Procurador que chamou Bolsonaro de “canalha” é punido
O procurador Wilson Assis defende os direitos das comunidades tradicionais em audiência pública realizada em Minas Gerais em setembro de 2019. Foto: Christiano Jilvan/Unimontes

O procurador da República Wilson Rocha, do Ministério Público Federal (MPF) em Goiás, foi punido por postagens de crítica ao presidente Jair Bolsonaro no Twitter. A punição é do Conselho Nacional do Ministério Público (CNMP).

O CNMP seguiu a sugestão do relator Luiz Fernando Bandeira de Mello Filho. Para o conselheiro, os membros do MP têm “plena liberdade de expressão”, mas também têm mais responsabilidades do que os demais usuários de redes sociais.

Wilson Rocha fez dois tuítes de crítica a Bolsonaro. No primeiro, escreveu: “Bolsonaro é o canalha de quem os canalhas gostam. Como já não há mistério sobre esse politico, seus admiradores são seu espelho e sua força social. Ou seja, são uma geração, independente da idade, de péssimos brasileiros que arruinaram seu próprio país”.

No segundo, dois dias depois, disse: “A indignidade do presidente já é de conhecimento publico.
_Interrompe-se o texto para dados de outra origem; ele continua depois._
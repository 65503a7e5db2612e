//! Step cadence from raw accelerometer magnitude.
//!
//! A step is a rising edge of the magnitude signal through `MOVEMENT_THRESHOLD`.
//! Edges closer together than `MIN_STEP_INTERVAL_MS` are bounce, edges further
//! apart than `MAX_STEP_INTERVAL_MS` follow a pause; neither updates cadence,
//! but both move the edge baseline forward.

use serde::{Deserialize, Serialize};

use crate::tracking_state::TrackingState;
use crate::types::MotionSample;

/// Magnitude above which the device counts as moving (sensor units, m/s²)
pub const MOVEMENT_THRESHOLD: f64 = 0.5;
pub const MIN_STEP_INTERVAL_MS: i64 = 300;
pub const MAX_STEP_INTERVAL_MS: i64 = 1_500;

/// Step accepted by the detector
#[derive(Clone, Copy, Debug, PartialEq, Serialize, Deserialize)]
pub struct StepEvent {
    pub timestamp_ms: i64,
    pub interval_ms: i64,
    /// Steps per minute implied by `interval_ms`
    pub cadence: f64,
}

#[derive(Clone, Debug, Default)]
pub struct PeakDetector {
    previous_magnitude: f64,
    last_rising_edge_ms: Option<i64>,
}

impl PeakDetector {
    pub fn new() -> Self {
        Self::default()
    }

    /// Feed one accelerometer sample. Under-length or non-finite readings
    /// leave both the detector and `state` untouched.
    pub fn process(&mut self, sample: &MotionSample, state: &mut TrackingState) -> Option<StepEvent> {
        let magnitude = sample.magnitude()?;
        let now = sample.timestamp_ms;

        state.accelerometer_magnitude = magnitude;

        let above = magnitude > MOVEMENT_THRESHOLD;
        if above {
            state.movement_detected = true;
            state.last_movement_time_ms = Some(now);
        }

        let rising_edge = above && self.previous_magnitude <= MOVEMENT_THRESHOLD;
        self.previous_magnitude = magnitude;
        if !rising_edge {
            return None;
        }

        let previous_edge = self.last_rising_edge_ms.replace(now)?;
        let interval_ms = now - previous_edge;
        if !(MIN_STEP_INTERVAL_MS..=MAX_STEP_INTERVAL_MS).contains(&interval_ms) {
            return None;
        }

        let cadence = 60_000.0 / interval_ms as f64;
        state.cadence = cadence;
        state.step_count += 1;

        Some(StepEvent {
            timestamp_ms: now,
            interval_ms,
            cadence,
        })
    }

    pub fn last_rising_edge_ms(&self) -> Option<i64> {
        self.last_rising_edge_ms
    }

    pub fn reset(&mut self) {
        *self = Self::default();
    }
}
//! Rule-based activity classification.
//!
//! Rules are evaluated top to bottom and the first match wins. The order is
//! data (`DEFAULT_RULES`), so it can be inspected and tested on its own.

use serde::{Deserialize, Serialize};

use crate::tracking_state::TrackingState;
use crate::types::ActivityType;

/// GPS speed above which the user is running (m/s)
pub const RUNNING_SPEED: f64 = 3.5;
/// GPS speed above which the user is walking (m/s)
pub const WALKING_SPEED: f64 = 1.4;
/// Rotation rate above which the motion looks like pedalling (rad/s)
pub const CYCLING_ROTATION_THRESHOLD: f64 = 2.0;
/// Accelerometer magnitude treated as high-intensity exercise
pub const HIGH_INTENSITY_THRESHOLD: f64 = 25.0;

pub const WALKING_CADENCE: (f64, f64) = (120.0, 160.0);
pub const RUNNING_CADENCE: (f64, f64) = (161.0, 200.0);

const BASE_CONFIDENCE: f64 = 0.5;
const MOVEMENT_BONUS: f64 = 0.2;

#[derive(Clone, Copy, Debug, PartialEq, Serialize, Deserialize)]
pub struct Classification {
    pub activity: ActivityType,
    pub confidence: f64,
}

/// One `(predicate, outcome)` entry of the decision list
#[derive(Clone, Copy)]
pub struct ClassificationRule {
    pub name: &'static str,
    pub predicate: fn(&TrackingState) -> bool,
    pub outcome: ActivityType,
}

impl std::fmt::Debug for ClassificationRule {
    fn fmt(&self, f: &mut std::fmt::Formatter<'_>) -> std::fmt::Result {
        f.debug_struct("ClassificationRule")
            .field("name", &self.name)
            .field("outcome", &self.outcome)
            .finish()
    }
}

fn speed_above(state: &TrackingState, limit: f64) -> bool {
    state.current_speed().map_or(false, |speed| speed > limit)
}

/// Cadence is compared in whole steps per minute
fn cadence_in(state: &TrackingState, range: (f64, f64)) -> bool {
    let cadence = state.cadence.round();
    cadence >= range.0 && cadence <= range.1
}

pub const DEFAULT_RULES: &[ClassificationRule] = &[
    ClassificationRule {
        name: "no_movement",
        predicate: |s| !s.movement_detected,
        outcome: ActivityType::Stationary,
    },
    ClassificationRule {
        name: "running_speed",
        predicate: |s| speed_above(s, RUNNING_SPEED),
        outcome: ActivityType::Running,
    },
    ClassificationRule {
        name: "walking_speed",
        predicate: |s| speed_above(s, WALKING_SPEED),
        outcome: ActivityType::Walking,
    },
    ClassificationRule {
        name: "cycling_rotation",
        predicate: |s| s.rotation_rate > CYCLING_ROTATION_THRESHOLD,
        outcome: ActivityType::Cycling,
    },
    ClassificationRule {
        name: "high_intensity",
        predicate: |s| s.accelerometer_magnitude > HIGH_INTENSITY_THRESHOLD,
        outcome: ActivityType::IntenseExercise,
    },
    ClassificationRule {
        name: "walking_cadence",
        predicate: |s| cadence_in(s, WALKING_CADENCE),
        outcome: ActivityType::Walking,
    },
    ClassificationRule {
        name: "running_cadence",
        predicate: |s| cadence_in(s, RUNNING_CADENCE),
        outcome: ActivityType::Running,
    },
];

#[derive(Clone, Debug)]
pub struct ActivityClassifier {
    rules: Vec<ClassificationRule>,
}

impl ActivityClassifier {
    pub fn new() -> Self {
        Self::with_rules(DEFAULT_RULES.to_vec())
    }

    /// Classifier with a custom decision list; unmatched states map to `Unknown`
    pub fn with_rules(rules: Vec<ClassificationRule>) -> Self {
        Self { rules }
    }

    pub fn rules(&self) -> &[ClassificationRule] {
        &self.rules
    }

    /// Name of the first rule matching `state`
    pub fn matching_rule(&self, state: &TrackingState) -> Option<&'static str> {
        self.rules
            .iter()
            .find(|rule| (rule.predicate)(state))
            .map(|rule| rule.name)
    }

    pub fn classify(&self, state: &TrackingState) -> ActivityType {
        self.rules
            .iter()
            .find(|rule| (rule.predicate)(state))
            .map_or(ActivityType::Unknown, |rule| rule.outcome)
    }

    pub fn evaluate(&self, state: &TrackingState) -> Classification {
        let activity = self.classify(state);
        Classification {
            activity,
            confidence: confidence(activity, state),
        }
    }
}

impl Default for ActivityClassifier {
    fn default() -> Self {
        Self::new()
    }
}

/// Confidence in `activity` for the given state, in `[0, 1]`
pub fn confidence(activity: ActivityType, state: &TrackingState) -> f64 {
    let mut score = BASE_CONFIDENCE;

    if let Some(speed) = state.current_speed() {
        score = match activity {
            ActivityType::Walking => (0.5 + speed / 2.0).min(1.0),
            ActivityType::Running => (0.5 + speed / 4.0).min(1.0),
            ActivityType::Cycling => (0.6 + speed / 10.0).min(1.0),
            _ => score,
        };
    }

    if state.movement_detected {
        score += MOVEMENT_BONUS;
    }

    score.clamp(0.0, 1.0)
}

#[cfg(test)]
mod tests {
    use super::*;
    use crate::types::LocationSample;
    use approx::assert_abs_diff_eq;

    fn moving() -> TrackingState {
        let mut state = TrackingState::new(0);
        state.movement_detected = true;
        state
    }

    fn with_speed(mut state: TrackingState, speed: f64) -> TrackingState {
        state.current_location = Some(LocationSample::new(0, 0.0, 0.0, None, speed, 3.0));
        state
    }

    #[test]
    fn test_no_movement_overrides_everything() {
        let mut state = with_speed(TrackingState::new(0), 6.0);
        state.rotation_rate = 10.0;
        state.accelerometer_magnitude = 40.0;
        state.cadence = 140.0;
        assert_eq!(ActivityClassifier::new().classify(&state), ActivityType::Stationary);
    }

    #[test]
    fn test_speed_rules() {
        let classifier = ActivityClassifier::new();
        assert_eq!(classifier.classify(&with_speed(moving(), 4.0)), ActivityType::Running);
        assert_eq!(classifier.classify(&with_speed(moving(), 2.0)), ActivityType::Walking);
        // Thresholds are strict
        assert_eq!(classifier.classify(&with_speed(moving(), 1.4)), ActivityType::Unknown);
    }

    #[test]
    fn test_speed_beats_rotation() {
        let mut state = with_speed(moving(), 2.0);
        state.rotation_rate = 5.0;
        assert_eq!(ActivityClassifier::new().classify(&state), ActivityType::Walking);
    }

    #[test]
    fn test_rotation_beats_intensity() {
        let mut state = moving();
        state.rotation_rate = 2.5;
        state.accelerometer_magnitude = 30.0;
        assert_eq!(ActivityClassifier::new().classify(&state), ActivityType::Cycling);

        state.rotation_rate = 1.0;
        assert_eq!(ActivityClassifier::new().classify(&state), ActivityType::IntenseExercise);
    }

    #[test]
    fn test_cadence_ranges() {
        let classifier = ActivityClassifier::new();
        let mut state = moving();

        state.cadence = 120.0;
        assert_eq!(classifier.classify(&state), ActivityType::Walking);
        state.cadence = 160.0;
        assert_eq!(classifier.classify(&state), ActivityType::Walking);
        state.cadence = 160.4;
        assert_eq!(classifier.classify(&state), ActivityType::Walking);
        state.cadence = 160.6;
        assert_eq!(classifier.classify(&state), ActivityType::Running);
        state.cadence = 200.0;
        assert_eq!(classifier.classify(&state), ActivityType::Running);
        state.cadence = 201.0;
        assert_eq!(classifier.classify(&state), ActivityType::Unknown);
        state.cadence = 90.0;
        assert_eq!(classifier.classify(&state), ActivityType::Unknown);
    }

    #[test]
    fn test_rule_order_is_data() {
        let classifier = ActivityClassifier::new();
        let names: Vec<&str> = classifier.rules().iter().map(|r| r.name).collect();
        assert_eq!(
            names,
            vec![
                "no_movement",
                "running_speed",
                "walking_speed",
                "cycling_rotation",
                "high_intensity",
                "walking_cadence",
                "running_cadence",
            ]
        );

        let mut state = with_speed(moving(), 2.0);
        state.rotation_rate = 5.0;
        assert_eq!(classifier.matching_rule(&state), Some("walking_speed"));

        // Promote rotation above speed without touching anything else
        let mut reordered = DEFAULT_RULES.to_vec();
        let cycling = reordered.remove(3);
        reordered.insert(1, cycling);
        let custom = ActivityClassifier::with_rules(reordered);
        assert_eq!(custom.classify(&state), ActivityType::Cycling);
    }

    #[test]
    fn test_empty_rules_is_unknown() {
        let classifier = ActivityClassifier::with_rules(Vec::new());
        assert_eq!(classifier.classify(&TrackingState::new(0)), ActivityType::Unknown);
    }

    #[test]
    fn test_confidence_clamped() {
        let state = with_speed(moving(), 5.0);
        assert_abs_diff_eq!(confidence(ActivityType::Walking, &state), 1.0, epsilon = 1e-12);
    }

    #[test]
    fn test_confidence_terms() {
        let state = with_speed(TrackingState::new(0), 1.0);
        assert_abs_diff_eq!(confidence(ActivityType::Walking, &state), 1.0, epsilon = 1e-12);
        assert_abs_diff_eq!(confidence(ActivityType::Running, &state), 0.75, epsilon = 1e-12);
        assert_abs_diff_eq!(confidence(ActivityType::Cycling, &state), 0.7, epsilon = 1e-12);
        assert_abs_diff_eq!(confidence(ActivityType::Unknown, &state), 0.5, epsilon = 1e-12);

        let state = moving();
        assert_abs_diff_eq!(confidence(ActivityType::Stationary, &state), 0.7, epsilon = 1e-12);
        assert_abs_diff_eq!(confidence(ActivityType::Walking, &state), 0.7, epsilon = 1e-12);
    }

    #[test]
    fn test_evaluate() {
        let result = ActivityClassifier::new().evaluate(&with_speed(moving(), 4.0));
        assert_eq!(result.activity, ActivityType::Running);
        assert_abs_diff_eq!(result.confidence, 1.0, epsilon = 1e-12);
    }
}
Resta-nos lembrar a indignidade dos que o apoiam, especialmente o alto oficialato das Forças Armadas que compõe esse governo e o séquito Sergio Moro na Lava Jato”.

O procurador se defendeu dizendo que a palavra “canalha” teve “efeito estilístico e retórico”, mas que seu objetivo era passar uma mensagem. Mesmo assim, não escapou da advertência do CNMP. A punição, considerada branda, se dá por ser a primeira vez que Wilson responde a um processo administrativo.